== DIRECTIONS FOR THIS TASK ==
In the listing below, find each line containing "synchronizer" and report it.

== TASK INPUTS ==

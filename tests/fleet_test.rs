use fieldsync::device::{DeviceId, DeviceIdentity, HardwareAddress};
use fieldsync::error::FleetError;
use fieldsync::events::NotificationLevel;
use fieldsync::queue::upload::ENTRIES_KEY;
use fieldsync::queue::UploadQueueEntry;
use fieldsync::session::ConnectionStatus;
use fieldsync::sim::{RecordingSink, SimBackend, SimBulk, SimRadio};
use fieldsync::store::{load_json, KeyValueStore, MemoryStore};
use fieldsync::transfer::{TransferPhase, TransferProgress, TransferRequest};
use fieldsync::transport::TransportKind;
use fieldsync::{Fleet, FleetBuilder, FleetConfig};
use parking_lot::Mutex;
use std::sync::Arc;
use std::time::Duration;
use tempfile::TempDir;

const RECORDER_42: &str = "54:32:04:01:E6:41";
const RECORDER_43: &str = "54:32:04:01:E6:42";

struct Harness {
    _dir: TempDir,
    fleet: Fleet,
    radio: Arc<SimRadio>,
    backend: Arc<SimBackend>,
    sink: Arc<RecordingSink>,
    store: Arc<MemoryStore>,
}

fn address(raw: &str) -> HardwareAddress {
    raw.parse().unwrap()
}

/// Two recorders on campaign 7: 42 holds two 2 KiB files, 43 holds one.
fn seeded_radio() -> Arc<SimRadio> {
    let radio = Arc::new(SimRadio::new());
    radio.set_scan_duration(Duration::from_millis(20));

    radio.add_device(address(RECORDER_42), "GNSS-42", -55);
    radio.add_file(address(RECORDER_42), 7, "day1.ubx", vec![0xA5; 2048]);
    radio.add_file(address(RECORDER_42), 7, "day2.ubx", vec![0x5A; 2048]);

    radio.add_device(address(RECORDER_43), "GNSS-43", -70);
    radio.add_file(address(RECORDER_43), 7, "site.obs", vec![1; 512]);
    radio
}

async fn harness_with(config: FleetConfig, dir: TempDir, bulk: bool) -> Harness {
    let radio = seeded_radio();
    let backend = Arc::new(SimBackend::new());
    let sink = Arc::new(RecordingSink::new());
    let store = Arc::new(MemoryStore::new());

    let mut builder = FleetBuilder::new(config, radio.clone(), backend.clone())
        .sink(sink.clone())
        .store(store.clone());
    if bulk {
        builder = builder.bulk(Arc::new(SimBulk::new(radio.clone())));
    }
    let fleet = builder.build().await.unwrap();
    fleet.register_devices([
        DeviceIdentity::new(42u64, address(RECORDER_42)).with_site(3),
        DeviceIdentity::new(43u64, address(RECORDER_43)),
    ]);

    Harness {
        _dir: dir,
        fleet,
        radio,
        backend,
        sink,
        store,
    }
}

async fn harness() -> Harness {
    let dir = TempDir::new().unwrap();
    let config = FleetConfig::ephemeral(dir.path());
    harness_with(config, dir, false).await
}

async fn eventually(what: &str, check: impl Fn() -> bool) {
    for _ in 0..200 {
        if check() {
            return;
        }
        tokio::time::sleep(Duration::from_millis(10)).await;
    }
    panic!("timed out waiting for {what}");
}

#[tokio::test]
async fn test_connect_probe_transfer_end_to_end() {
    let h = harness().await;
    let device = DeviceId(42);

    h.fleet.connect(device).await.unwrap();
    let summary = h.fleet.probe(device, 7).await.unwrap();
    assert_eq!(summary.file_count, 2);
    assert_eq!(summary.total_size, 4096);

    let job = h
        .fleet
        .run_transfer(TransferRequest::campaign(42u64, 7))
        .await
        .unwrap();
    assert_eq!(job.phase, TransferPhase::Completed);
    assert_eq!(job.file_count, 2);
    assert_eq!(job.total_bytes, 4096);
    assert_eq!(job.retry_count, 0);
    assert_eq!(job.transport, Some(TransportKind::Ble));

    let persisted: Vec<UploadQueueEntry> = load_json(h.store.as_ref(), ENTRIES_KEY)
        .await
        .unwrap()
        .unwrap_or_default();
    assert_eq!(persisted.iter().filter(|e| e.device_id == device).count(), 0);

    let uploads = h.backend.uploads();
    assert_eq!(uploads.len(), 2);
    assert!(uploads.iter().all(|u| u.context.site_id == Some(3)));
    assert!(h.radio.remote_files(address(RECORDER_42), 7).is_empty());

    let session = h.fleet.session(device).unwrap();
    assert_eq!(session.status, ConnectionStatus::Connected);
    assert!(session.activity.is_none());
}

#[tokio::test]
async fn test_transfer_reports_progress_at_phase_boundaries() {
    let h = harness().await;
    let seen: Arc<Mutex<Vec<TransferProgress>>> = Arc::new(Mutex::new(Vec::new()));
    let sink = seen.clone();

    let job = h
        .fleet
        .run_transfer_with_progress(
            TransferRequest::campaign(42u64, 7),
            Arc::new(move |p| sink.lock().push(p)),
        )
        .await
        .unwrap();
    assert_eq!(job.phase, TransferPhase::Completed);

    let seen = seen.lock();
    let phases: Vec<TransferPhase> = seen.iter().map(|p| p.phase).collect();
    let mut distinct = phases.clone();
    distinct.dedup();
    assert_eq!(
        distinct,
        vec![
            TransferPhase::Initializing,
            TransferPhase::Connecting,
            TransferPhase::Probing,
            TransferPhase::Downloading,
            TransferPhase::Storing,
            TransferPhase::Uploading,
            TransferPhase::Cleanup,
            TransferPhase::Completed,
        ]
    );
    let last = seen.last().unwrap();
    assert_eq!(last.files_done, 2);
    assert_eq!(last.bytes_done, 4096);
}

#[tokio::test]
async fn test_bulk_transport_preferred_when_reachable() {
    let dir = TempDir::new().unwrap();
    let config = FleetConfig::ephemeral(dir.path());
    let h = harness_with(config, dir, true).await;

    let job = h
        .fleet
        .run_transfer(TransferRequest::campaign(42u64, 7))
        .await
        .unwrap();
    assert_eq!(job.phase, TransferPhase::Completed);
    assert_eq!(job.transport, Some(TransportKind::Wifi));
    assert_eq!(h.radio.read_calls(), 0);
    assert_eq!(h.backend.uploads().len(), 2);
}

#[tokio::test]
async fn test_jobs_on_different_devices_run_in_parallel() {
    let h = harness().await;

    let (a, b) = tokio::join!(
        h.fleet.run_transfer(TransferRequest::campaign(42u64, 7)),
        h.fleet.run_transfer(TransferRequest::campaign(43u64, 7)),
    );
    assert_eq!(a.unwrap().phase, TransferPhase::Completed);
    assert_eq!(b.unwrap().phase, TransferPhase::Completed);
    assert_eq!(h.backend.uploads().len(), 3);
    assert!(h.fleet.queue().is_empty());
}

#[tokio::test]
async fn test_conflicting_operations_are_busy() {
    let h = harness().await;
    h.fleet.connect(DeviceId(42)).await.unwrap();
    h.radio.set_request_latency(Duration::from_millis(200));

    let job_id = h
        .fleet
        .spawn_transfer(TransferRequest::campaign(42u64, 7))
        .unwrap();

    let err = h
        .fleet
        .spawn_transfer(TransferRequest::campaign(42u64, 7))
        .unwrap_err();
    assert!(matches!(err, FleetError::Busy { .. }));

    eventually("job to start probing", || {
        h.fleet
            .session(DeviceId(42))
            .is_some_and(|s| s.activity.is_some())
    })
    .await;
    let err = h.fleet.probe(DeviceId(42), 7).await.unwrap_err();
    assert!(matches!(err, FleetError::Busy { .. }));
    assert!(h.fleet.synchronizer().is_busy());

    let orchestrator = h.fleet.orchestrator().clone();
    eventually("job to finish", || {
        orchestrator
            .job(job_id)
            .is_some_and(|job| job.phase.is_terminal())
    })
    .await;
    assert_eq!(
        h.fleet.orchestrator().job(job_id).unwrap().phase,
        TransferPhase::Completed
    );

    let sync = h.fleet.synchronizer().clone();
    eventually("activity flag to drop", || !sync.is_busy()).await;
    assert_eq!(h.sink.busy_history(), vec![true, false]);
}

#[tokio::test]
async fn test_exhausted_job_notifies_and_keeps_uploads() {
    let dir = TempDir::new().unwrap();
    let config = FleetConfig {
        max_retries: 0,
        ..FleetConfig::ephemeral(dir.path())
    };
    let h = harness_with(config, dir, false).await;
    h.backend.fail_file("day2.ubx");

    let job = h
        .fleet
        .run_transfer(TransferRequest::campaign(42u64, 7))
        .await
        .unwrap();
    assert_eq!(job.phase, TransferPhase::Error);
    assert!(matches!(job.error, Some(FleetError::UploadFailed(_))));

    let pending: Vec<String> = h
        .fleet
        .queue()
        .entries()
        .into_iter()
        .map(|e| e.file_name)
        .collect();
    assert_eq!(pending, vec!["day2.ubx".to_string()]);

    let errors: Vec<_> = h
        .sink
        .notifications()
        .into_iter()
        .filter(|n| n.level == NotificationLevel::Error)
        .collect();
    assert_eq!(errors.len(), 1);
    assert!(errors[0].requires_ack);

    // Backend recovers; the queue delivers without touching the device
    h.backend.clear_failures();
    let report = h.fleet.process_uploads().await.unwrap();
    assert_eq!(report.uploaded.len(), 1);
    assert!(h.fleet.queue().is_empty());
    assert!(h.fleet.orchestrator().acknowledge(job.id));
}

#[tokio::test]
async fn test_logout_cascades_teardown() {
    let dir = TempDir::new().unwrap();
    let config = FleetConfig {
        max_retries: 0,
        ..FleetConfig::ephemeral(dir.path())
    };
    let h = harness_with(config, dir, false).await;
    h.backend.fail_all_uploads(true);

    h.fleet.connect(DeviceId(43)).await.unwrap();
    let job = h
        .fleet
        .run_transfer(TransferRequest::campaign(42u64, 7))
        .await
        .unwrap();
    assert_eq!(job.phase, TransferPhase::Error);
    assert_eq!(h.fleet.queue().len(), 2);

    h.fleet.logout();

    let registry = h.fleet.registry().clone();
    eventually("sessions to be torn down", || registry.sessions().is_empty()).await;
    let queue = h.fleet.queue().clone();
    eventually("queue to be cleared", || queue.is_empty()).await;
    assert!(!h.radio.is_connected(address(RECORDER_42)));
    assert!(!h.radio.is_connected(address(RECORDER_43)));

    let sink = h.sink.clone();
    eventually("logout toast", || {
        sink.notifications()
            .iter()
            .any(|n| n.level == NotificationLevel::Info && !n.requires_ack)
    })
    .await;

    // Persisted queue is empty too
    let persisted: Vec<UploadQueueEntry> = load_json(h.store.as_ref(), ENTRIES_KEY)
        .await
        .unwrap()
        .unwrap_or_default();
    assert!(persisted.is_empty());
    assert!(h.store.get(ENTRIES_KEY).await.unwrap().is_some());
}

#[tokio::test]
async fn test_logout_during_download_cancels_job() {
    let h = harness().await;
    h.radio.set_request_latency(Duration::from_millis(100));

    let job_id = h
        .fleet
        .spawn_transfer(TransferRequest::campaign(42u64, 7))
        .unwrap();
    let orchestrator = h.fleet.orchestrator().clone();
    eventually("job to start downloading", || {
        orchestrator
            .job(job_id)
            .is_some_and(|job| job.phase == TransferPhase::Downloading)
    })
    .await;

    h.fleet.logout();
    eventually("job to stop", || {
        orchestrator
            .job(job_id)
            .is_some_and(|job| job.phase.is_terminal())
    })
    .await;

    let job = orchestrator.job(job_id).unwrap();
    assert_eq!(job.phase, TransferPhase::Error);
    assert!(matches!(job.error, Some(FleetError::Cancelled(_))));
    assert_eq!(job.retry_count, 0);

    // Give a retry every chance to show up
    tokio::time::sleep(Duration::from_millis(300)).await;
    assert_eq!(h.radio.connect_calls(), 1);
    assert!(!h.radio.is_connected(address(RECORDER_42)));
    assert!(h.backend.uploads().is_empty());
    assert!(h.fleet.queue().is_empty());
    assert_eq!(h.radio.remote_files(address(RECORDER_42), 7).len(), 2);
    assert!(h.sink.notifications().iter().all(|n| !n.requires_ack));
}

#[tokio::test]
async fn test_queue_pass_during_job_upload_delivers_once() {
    let h = harness().await;
    h.backend.set_upload_latency(Duration::from_millis(100));

    let job_id = h
        .fleet
        .spawn_transfer(TransferRequest::campaign(42u64, 7))
        .unwrap();
    let orchestrator = h.fleet.orchestrator().clone();
    eventually("job to start uploading", || {
        orchestrator
            .job(job_id)
            .is_some_and(|job| job.phase == TransferPhase::Uploading)
    })
    .await;

    h.fleet.process_uploads().await.unwrap();
    eventually("job to finish", || {
        orchestrator
            .job(job_id)
            .is_some_and(|job| job.phase.is_terminal())
    })
    .await;

    let job = orchestrator.job(job_id).unwrap();
    assert_eq!(job.phase, TransferPhase::Completed);
    assert!(job.error.is_none());

    let mut names = h.backend.uploaded_names();
    names.sort();
    assert_eq!(names, vec!["day1.ubx", "day2.ubx"]);
    assert_eq!(h.backend.upload_attempts(), 2);
    assert!(h.fleet.queue().is_empty());
    assert_eq!(h.fleet.queue().stats().total_uploaded, 2);
}

#[tokio::test]
async fn test_upload_queue_survives_restart_on_sqlite() {
    let dir = TempDir::new().unwrap();
    let config = FleetConfig {
        max_retries: 0,
        artifact_dir: dir.path().join("artifacts"),
        store_path: format!("sqlite://{}?mode=rwc", dir.path().join("fleet.db").display()),
        ..FleetConfig::default()
    };

    let radio = seeded_radio();
    {
        let backend = Arc::new(SimBackend::new());
        backend.fail_all_uploads(true);
        let fleet = FleetBuilder::new(config.clone(), radio.clone(), backend)
            .build()
            .await
            .unwrap();
        fleet.register_device(DeviceIdentity::new(42u64, address(RECORDER_42)));

        let job = fleet
            .run_transfer(TransferRequest::campaign(42u64, 7))
            .await
            .unwrap();
        assert_eq!(job.phase, TransferPhase::Error);
        assert_eq!(fleet.queue().len(), 2);
        fleet.shutdown().await;
    }

    let backend = Arc::new(SimBackend::new());
    let fleet = FleetBuilder::new(config, radio.clone(), backend.clone())
        .build()
        .await
        .unwrap();
    assert_eq!(fleet.queue().pending_for(DeviceId(42)).len(), 2);
    assert_eq!(fleet.queue().stats().total_enqueued, 2);

    let report = fleet.process_uploads().await.unwrap();
    assert_eq!(report.uploaded, 2);
    assert!(fleet.queue().is_empty());
    let mut names = backend.uploaded_names();
    names.sort();
    assert_eq!(names, vec!["day1.ubx".to_string(), "day2.ubx".to_string()]);
    // The device was never contacted again
    assert_eq!(radio.read_calls(), 2);
}

#[tokio::test]
async fn test_invalid_config_is_rejected() {
    let dir = TempDir::new().unwrap();
    let config = FleetConfig {
        backoff_base_ms: 60_000,
        backoff_max_ms: 1_000,
        ..FleetConfig::ephemeral(dir.path())
    };
    let result = FleetBuilder::new(
        config,
        Arc::new(SimRadio::new()),
        Arc::new(SimBackend::new()),
    )
    .build()
    .await;
    assert!(result.is_err());
}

== SOLUTION TO THIS EXERCISE ==
    assert!(h.fleet.synchronizer().is_busy());
    let sync = h.fleet.synchronizer().clone();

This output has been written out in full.